Stored data entries
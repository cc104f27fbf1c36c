// SPDX-License-Identifier: MIT OR Apache-2.0
//! Static showcase scene with an orbiting lamp.
//!
//! Nothing here moves except the light: a floor, a sphere, a textured cube
//! and an imported mesh sit still while the lamp traces
//! `x = 1 + 2 sin t`, `z = sin(t / 2)` at a fixed height.

use crate::frame::FrameContext;
use crate::input::Action;
use crate::render::{DrawItem, FrameLighting, RenderPass, Renderer};
use crate::scene::{Scene, SceneError, SceneResult};
use crate::shape::{RigidShape, ShapeKind};
use crate::world::PhysicsWorld;
use glam::Vec3;

/// Lamp position right after load
const LAMP_START: Vec3 = Vec3::new(1.2, 1.0, 2.0);

/// Lamp position after `elapsed` seconds
pub fn lamp_position(elapsed: f32) -> Vec3 {
    Vec3::new(1.0 + elapsed.sin() * 2.0, LAMP_START.y, (elapsed / 2.0).sin())
}

/// A few static props lit by a moving lamp
pub struct ShowcaseScene {
    world: PhysicsWorld,
    lamp: RigidShape,
    elapsed: f32,
    view_position: Vec3,
    loaded: bool,
}

impl ShowcaseScene {
    /// Create an unloaded scene
    pub fn new() -> Self {
        Self {
            world: PhysicsWorld::default(),
            lamp: RigidShape::cube()
                .with_position(LAMP_START)
                .with_scale(Vec3::splat(0.2))
                .with_collision(false)
                .with_static(true),
            elapsed: 0.0,
            view_position: Vec3::ZERO,
            loaded: false,
        }
    }

    /// The props
    pub fn world(&self) -> &PhysicsWorld {
        &self.world
    }

    /// Seconds since the last load
    pub fn elapsed(&self) -> f32 {
        self.elapsed
    }

    /// Current lamp position
    pub fn light_position(&self) -> Vec3 {
        self.lamp.position
    }
}

impl Default for ShowcaseScene {
    fn default() -> Self {
        Self::new()
    }
}

impl Scene for ShowcaseScene {
    fn name(&self) -> &'static str {
        "showcase"
    }

    fn load(&mut self) -> SceneResult<()> {
        self.world.clear();
        self.elapsed = 0.0;
        self.lamp.position = LAMP_START;

        self.world.insert(
            RigidShape::plane()
                .with_position(Vec3::new(0.0, -1.0, 0.0))
                .with_color(Vec3::splat(0.5))
                .with_static(true),
        );
        self.world.insert(
            RigidShape::sphere(1.0)
                .with_position(Vec3::new(-1.5, 0.0, -2.0))
                .with_color(Vec3::new(1.0, 0.0, 0.0))
                .with_static(true),
        );
        self.world.insert(
            RigidShape::cube()
                .with_position(Vec3::new(1.5, 0.0, 0.0))
                .with_material("wood")
                .with_static(true),
        );
        self.world.insert(
            RigidShape::new(ShapeKind::Mesh {
                source: "assets/models/car.obj".to_owned(),
            })
            .with_position(Vec3::new(0.0, -1.1, 0.0))
            .with_scale(Vec3::splat(0.001))
            .with_color(Vec3::new(1.0, 0.0, 1.0))
            .with_static(true),
        );

        self.loaded = true;
        tracing::info!(
            "Loaded scene '{}' with {} shapes",
            self.name(),
            self.world.shapes().len()
        );
        Ok(())
    }

    fn update(&mut self, ctx: &mut FrameContext) -> SceneResult<()> {
        if !self.loaded {
            return Err(SceneError::NotLoaded(self.name()));
        }

        if ctx.input.is_pressed(Action::ReloadScene) {
            return self.load();
        }

        self.elapsed += ctx.dt;
        self.lamp.position = lamp_position(self.elapsed);
        self.view_position = ctx.camera.position;
        Ok(())
    }

    fn draw(&self, renderer: &mut dyn Renderer) {
        let items: Vec<DrawItem<'_>> = self
            .world
            .shapes()
            .iter()
            .map(|(handle, shape)| DrawItem::from_shape(Some(handle), shape))
            .collect();

        renderer.begin_frame(&FrameLighting {
            light_position: self.lamp.position,
            view_position: self.view_position,
            post_processing: false,
        });
        renderer.draw(RenderPass::Lit, &items);
        renderer.draw(RenderPass::Lamp, &[DrawItem::from_shape(None, &self.lamp)]);
        renderer.end_frame();
    }

    fn log_summary(&self) {
        tracing::info!(
            "Showcase ran {:.2}s, lamp at {:?}",
            self.elapsed,
            self.lamp.position
        );
    }
}
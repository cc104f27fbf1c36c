// SPDX-License-Identifier: MIT OR Apache-2.0
//! First-person player controller.
//!
//! The player is a box-shaped [`RigidShape`] with its own gravity, a
//! crouch/stand height switch, a closed-form jump and a grounded flag. Each
//! tick is integrated in two phases:
//!
//! 1. Horizontal: vertical velocity is parked, the body moves on X/Z and is
//!    rolled back if it ends up overlapping anything.
//! 2. Vertical: the body moves on Y alone. A blocked downward step lands the
//!    player, a blocked upward step is a ceiling hit.
//!
//! Splitting the phases keeps wall contact from cancelling gravity and floor
//! contact from cancelling walking.

use crate::arena::ShapeArena;
use crate::config::PlayerSettings;
use crate::shape::RigidShape;
use glam::Vec3;

/// Combined grounded/crouched state
#[derive(Debug, Clone, Copy, PartialEq, Eq)]
pub enum PlayerState {
    /// In the air, standing height
    Airborne,
    /// On the ground, standing height
    Grounded,
    /// On the ground, crouched
    GroundedCrouched,
    /// In the air, crouched
    AirborneCrouched,
}

impl PlayerState {
    /// Check if the player has ground support
    pub fn is_grounded(&self) -> bool {
        matches!(self, PlayerState::Grounded | PlayerState::GroundedCrouched)
    }

    /// Check if the player is crouched
    pub fn is_crouched(&self) -> bool {
        matches!(
            self,
            PlayerState::GroundedCrouched | PlayerState::AirborneCrouched
        )
    }
}

/// Horizontal speed tier
#[derive(Debug, Clone, Copy, PartialEq, Eq)]
pub enum SpeedTier {
    /// Crouched
    Crouch,
    /// Default
    Walk,
    /// Sprinting
    Run,
}

/// Box-bodied player with two-phase integration
#[derive(Debug, Clone)]
pub struct PlayerController {
    /// Collision body; `scale.y` is the current height
    pub body: RigidShape,
    settings: PlayerSettings,
    grounded: bool,
    crouching: bool,
    sprinting: bool,
}

impl PlayerController {
    /// Create a standing, airborne player at `settings.spawn_point`
    pub fn new(settings: PlayerSettings) -> Self {
        let body = RigidShape::cube()
            .with_position(settings.spawn_point)
            .with_scale(Vec3::new(
                settings.width,
                settings.stand_height,
                settings.width,
            ))
            .with_gravity(false)
            .with_collision(true);

        Self {
            body,
            settings,
            grounded: false,
            crouching: false,
            sprinting: false,
        }
    }

    /// Create a player at an explicit position
    pub fn spawn_at(settings: PlayerSettings, position: Vec3) -> Self {
        let mut player = Self::new(settings);
        player.body.position = position;
        player
    }

    /// Tunables
    pub fn settings(&self) -> &PlayerSettings {
        &self.settings
    }

    /// Body center
    pub fn position(&self) -> Vec3 {
        self.body.position
    }

    /// Body velocity
    pub fn velocity(&self) -> Vec3 {
        self.body.velocity
    }

    /// True if the last downward step this tick was blocked
    pub fn is_grounded(&self) -> bool {
        self.grounded
    }

    /// True while crouched
    pub fn is_crouching(&self) -> bool {
        self.crouching
    }

    /// True while sprinting
    pub fn is_sprinting(&self) -> bool {
        self.sprinting
    }

    /// Current combined state
    pub fn state(&self) -> PlayerState {
        match (self.grounded, self.crouching) {
            (true, false) => PlayerState::Grounded,
            (true, true) => PlayerState::GroundedCrouched,
            (false, false) => PlayerState::Airborne,
            (false, true) => PlayerState::AirborneCrouched,
        }
    }

    /// Force the grounded flag (used when spawning on a floor)
    pub fn set_grounded(&mut self, grounded: bool) {
        self.grounded = grounded;
    }

    /// Toggle sprinting
    pub fn set_sprint(&mut self, sprinting: bool) {
        self.sprinting = sprinting;
    }

    /// Speed tier for the current flags; crouching wins over sprinting
    pub fn speed_tier(&self) -> SpeedTier {
        if self.crouching {
            SpeedTier::Crouch
        } else if self.sprinting {
            SpeedTier::Run
        } else {
            SpeedTier::Walk
        }
    }

    /// Horizontal speed for the current tier
    pub fn current_speed(&self) -> f32 {
        match self.speed_tier() {
            SpeedTier::Crouch => self.settings.crouch_speed,
            SpeedTier::Walk => self.settings.walk_speed,
            SpeedTier::Run => self.settings.run_speed,
        }
    }

    /// Set horizontal velocity from a movement direction.
    ///
    /// A zero direction stops horizontal motion instantly. `velocity.y` is
    /// never touched.
    pub fn move_dir(&mut self, direction: Vec3) {
        let vertical = self.body.velocity.y;

        if direction.length_squared() > 0.0 {
            self.body.velocity = direction.normalize() * self.current_speed();
        } else {
            self.body.velocity.x = 0.0;
            self.body.velocity.z = 0.0;
        }

        self.body.velocity.y = vertical;
    }

    /// Initial vertical speed that peaks at `jump_height` under `gravity`
    pub fn jump_velocity(&self) -> f32 {
        (2.0 * self.settings.gravity.abs() * self.settings.jump_height).sqrt()
    }

    /// Jump if grounded and standing. Returns whether the jump happened.
    pub fn jump(&mut self) -> bool {
        if !self.grounded || self.crouching {
            return false;
        }

        self.body.velocity.y = self.jump_velocity();
        self.grounded = false;
        true
    }

    /// Switch between crouch and stand height, keeping the feet in place.
    ///
    /// No-op when already in the requested state.
    pub fn set_crouch(&mut self, crouching: bool) {
        if crouching == self.crouching {
            return;
        }

        let half_delta = (self.settings.stand_height - self.settings.crouch_height) / 2.0;
        self.crouching = crouching;

        if crouching {
            self.body.scale.y = self.settings.crouch_height;
            self.body.position.y -= half_delta;
        } else {
            self.body.position.y += half_delta;
            self.body.scale.y = self.settings.stand_height;
        }
    }

    /// Eye position: a fixed fraction of the current height above the center
    pub fn camera_position(&self) -> Vec3 {
        self.body.position
            + Vec3::new(0.0, self.body.scale.y * self.settings.eye_height_factor, 0.0)
    }

    /// Put the player back at its spawn point, standing and at rest
    pub fn respawn(&mut self) {
        self.set_crouch(false);
        self.body.position = self.settings.spawn_point;
        self.body.velocity = Vec3::ZERO;
        self.grounded = false;
    }

    /// Advance one tick against the world shapes
    pub fn update(&mut self, dt: f32, world: &ShapeArena) {
        self.apply_gravity(dt);

        // Horizontal phase
        let vertical_velocity = self.body.velocity.y;
        self.body.velocity.y = 0.0;

        let before = self.body.position;
        let horizontal_step = self.body.velocity * dt;
        self.body.position += horizontal_step;
        self.resolve_collisions(world, horizontal_step, before);

        self.body.velocity.y = vertical_velocity;

        // Vertical phase
        let was_grounded = self.grounded;
        let before = self.body.position;
        let vertical_step = Vec3::new(0.0, self.body.velocity.y * dt, 0.0);
        self.body.position += vertical_step;

        self.grounded = false;
        self.resolve_collisions(world, vertical_step, before);

        if self.grounded && !was_grounded {
            tracing::trace!("Player landed at {:?}", self.body.position);
        }
    }

    fn apply_gravity(&mut self, dt: f32) {
        self.body.velocity.y += self.settings.gravity * dt;
        if self.body.velocity.y < self.settings.terminal_velocity {
            self.body.velocity.y = self.settings.terminal_velocity;
        }
    }

    /// Roll back to `before` if the body overlaps any collidable shape.
    ///
    /// The sign of `step.y` decides landing vs ceiling. Returns true if the
    /// step was rolled back.
    fn resolve_collisions(&mut self, world: &ShapeArena, step: Vec3, before: Vec3) -> bool {
        if !self.body.has_collision {
            return false;
        }

        let body = self.body.aabb();
        let blocked = world
            .iter()
            .any(|(_, other)| other.has_collision && body.overlaps(&other.aabb()));

        if !blocked {
            return false;
        }

        if step.y < 0.0 {
            self.grounded = true;
            self.body.velocity.y = 0.0;
        } else if step.y > 0.0 {
            self.body.velocity.y = 0.0;
        }

        self.body.position = before;
        true
    }
}
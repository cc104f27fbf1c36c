// SPDX-License-Identifier: MIT OR Apache-2.0
//! Renderer seam.
//!
//! Scenes never talk to a graphics API. They hand a [`Renderer`] flat lists
//! of [`DrawItem`]s, one list per [`RenderPass`], and the renderer matches
//! on [`ShapeKind`] to pick the mesh.

use crate::arena::ShapeHandle;
use crate::shape::{RigidShape, ShapeKind};
use glam::{Mat4, Vec3};

/// Which pass a batch of draw items belongs to
#[derive(Debug, Clone, Copy, PartialEq, Eq, Hash)]
pub enum RenderPass {
    /// Depth-only pass from the light
    Shadow,
    /// Main lit pass
    Lit,
    /// Unlit light source markers
    Lamp,
}

/// One shape to draw
#[derive(Debug, Clone, Copy)]
pub struct DrawItem<'a> {
    /// Arena handle, `None` for scene-owned decorations like the lamp
    pub handle: Option<ShapeHandle>,
    /// Geometry family
    pub kind: &'a ShapeKind,
    /// Model transform
    pub model: Mat4,
    /// Base color
    pub color: Vec3,
    /// Material or texture tag
    pub material: Option<&'a str>,
}

impl<'a> DrawItem<'a> {
    /// Draw item for a shape
    pub fn from_shape(handle: Option<ShapeHandle>, shape: &'a RigidShape) -> Self {
        Self {
            handle,
            kind: &shape.kind,
            model: shape.model_matrix(),
            color: shape.color,
            material: shape.material.as_deref(),
        }
    }
}

/// Per-frame light and view parameters
#[derive(Debug, Clone, Copy, PartialEq)]
pub struct FrameLighting {
    /// Light position
    pub light_position: Vec3,
    /// Camera eye position
    pub view_position: Vec3,
    /// Route the lit pass through the post-processing target
    pub post_processing: bool,
}

/// Something that can draw scene shapes
pub trait Renderer {
    /// Called once per frame before any pass
    fn begin_frame(&mut self, lighting: &FrameLighting);

    /// Draw a batch of items in one pass
    fn draw(&mut self, pass: RenderPass, items: &[DrawItem<'_>]);

    /// Called once per frame after all passes
    fn end_frame(&mut self) {}
}

#[cfg(test)]
mod tests {
    use super::*;

    #[test]
    fn test_draw_item_from_shape() {
        let shape = RigidShape::sphere(1.0)
            .with_position(Vec3::new(2.5, 1.0, 2.0))
            .with_color(Vec3::new(1.0, 0.0, 0.0))
            .with_material("glossy");

        let item = DrawItem::from_shape(None, &shape);
        assert_eq!(item.kind, &ShapeKind::Sphere { radius: 1.0 });
        assert_eq!(item.material, Some("glossy"));
        assert_eq!(item.color, Vec3::X);
        assert!(item
            .model
            .transform_point3(Vec3::ZERO)
            .abs_diff_eq(shape.position, 1e-6));
    }
}
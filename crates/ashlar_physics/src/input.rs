// SPDX-License-Identifier: MIT OR Apache-2.0
//! Per-frame input snapshot.
//!
//! The engine never polls devices. The driver maps its keys to [`Action`]s,
//! feeds the held set into [`ActionState::update`] once per frame and hands
//! the result to the scene inside a [`crate::frame::FrameContext`].

use serde::{Deserialize, Serialize};

/// Logical actions the scene reacts to
#[derive(Debug, Clone, Copy, PartialEq, Eq, Hash, Serialize, Deserialize)]
pub enum Action {
    /// Walk along the look direction
    Forward,
    /// Walk against the look direction
    Back,
    /// Strafe left
    StrafeLeft,
    /// Strafe right
    StrafeRight,
    /// Jump
    Jump,
    /// Hold to crouch
    Crouch,
    /// Hold to sprint
    Sprint,
    /// Use / interact
    Interact,
    /// Rebuild the scene
    ReloadScene,
    /// Toggle the post-processing pass
    TogglePostProcess,
    /// Switch to the next scene
    NextScene,
}

impl Action {
    /// Every action, in bit order
    pub const ALL: [Action; 11] = [
        Action::Forward,
        Action::Back,
        Action::StrafeLeft,
        Action::StrafeRight,
        Action::Jump,
        Action::Crouch,
        Action::Sprint,
        Action::Interact,
        Action::ReloadScene,
        Action::TogglePostProcess,
        Action::NextScene,
    ];

    fn bit(self) -> u16 {
        1 << self as u16
    }
}

/// Set of held actions packed into a bitmask
#[derive(Debug, Clone, Copy, Default, PartialEq, Eq)]
pub struct ActionSet(u16);

impl ActionSet {
    /// Nothing held
    pub fn empty() -> Self {
        Self(0)
    }

    /// Add an action
    pub fn insert(&mut self, action: Action) {
        self.0 |= action.bit();
    }

    /// Remove an action
    pub fn remove(&mut self, action: Action) {
        self.0 &= !action.bit();
    }

    /// True if `action` is in the set
    pub fn contains(&self, action: Action) -> bool {
        self.0 & action.bit() != 0
    }

    /// True if nothing is held
    pub fn is_empty(&self) -> bool {
        self.0 == 0
    }
}

impl FromIterator<Action> for ActionSet {
    fn from_iter<I: IntoIterator<Item = Action>>(iter: I) -> Self {
        let mut set = Self::empty();
        for action in iter {
            set.insert(action);
        }
        set
    }
}

/// Held state for this frame and the previous one, for edge detection
#[derive(Debug, Clone, Copy, Default, PartialEq, Eq)]
pub struct ActionState {
    current: ActionSet,
    previous: ActionSet,
}

impl ActionState {
    /// Create with nothing held
    pub fn new() -> Self {
        Self::default()
    }

    /// Start a new frame: the current set becomes the previous one
    pub fn update(&mut self, held: ActionSet) {
        self.previous = self.current;
        self.current = held;
    }

    /// Held this frame
    pub fn is_down(&self, action: Action) -> bool {
        self.current.contains(action)
    }

    /// Held this frame but not the previous one
    pub fn is_pressed(&self, action: Action) -> bool {
        self.current.contains(action) && !self.previous.contains(action)
    }

    /// Held the previous frame but not this one
    pub fn is_released(&self, action: Action) -> bool {
        !self.current.contains(action) && self.previous.contains(action)
    }

    /// Actions held this frame
    pub fn held(&self) -> ActionSet {
        self.current
    }
}

/// Input handed to the scene for one frame
#[derive(Debug, Clone, Copy, Default, PartialEq)]
pub struct InputSnapshot {
    /// Held/pressed/released actions
    pub actions: ActionState,
}

impl InputSnapshot {
    /// Held this frame
    pub fn is_down(&self, action: Action) -> bool {
        self.actions.is_down(action)
    }

    /// Went down this frame
    pub fn is_pressed(&self, action: Action) -> bool {
        self.actions.is_pressed(action)
    }

    /// Went up this frame
    pub fn is_released(&self, action: Action) -> bool {
        self.actions.is_released(action)
    }
}

#[cfg(test)]
mod tests {
    use super::*;

    #[test]
    fn test_action_bits_are_distinct() {
        let all: ActionSet = Action::ALL.into_iter().collect();
        assert_eq!(all.0.count_ones(), Action::ALL.len() as u32);
    }

    #[test]
    fn test_press_hold_release_edges() {
        let mut state = ActionState::new();
        let jump: ActionSet = [Action::Jump].into_iter().collect();

        state.update(jump);
        assert!(state.is_down(Action::Jump));
        assert!(state.is_pressed(Action::Jump));
        assert!(!state.is_released(Action::Jump));

        state.update(jump);
        assert!(state.is_down(Action::Jump));
        assert!(!state.is_pressed(Action::Jump));

        state.update(ActionSet::empty());
        assert!(!state.is_down(Action::Jump));
        assert!(state.is_released(Action::Jump));

        state.update(ActionSet::empty());
        assert!(!state.is_released(Action::Jump));
    }

    #[test]
    fn test_set_insert_remove() {
        let mut set = ActionSet::empty();
        set.insert(Action::Sprint);
        set.insert(Action::Forward);
        assert!(set.contains(Action::Sprint));
        assert!(!set.contains(Action::Back));

        set.remove(Action::Sprint);
        assert!(!set.contains(Action::Sprint));
        assert!(!set.is_empty());
    }
}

▶ **Work instruction**:
Write down again the exact lines running from the beginning of the data to the line containing "use crate::world::PhysicsWorld;", with both ends included.

▶ **Written response**:
repository cc104f27fbf1c36c
// SPDX-License-Identifier: MIT OR Apache-2.0
//! Static showcase scene with an orbiting lamp.
//!
//! Nothing here moves except the light: a floor, a sphere, a textured cube
//! and an imported mesh sit still while the lamp traces
//! `x = 1 + 2 sin t`, `z = sin(t / 2)` at a fixed height.

use crate::frame::FrameContext;
use crate::input::Action;
use crate::render::{DrawItem, FrameLighting, RenderPass, Renderer};
use crate::scene::{Scene, SceneError, SceneResult};
use crate::shape::{RigidShape, ShapeKind};
use crate::world::PhysicsWorld;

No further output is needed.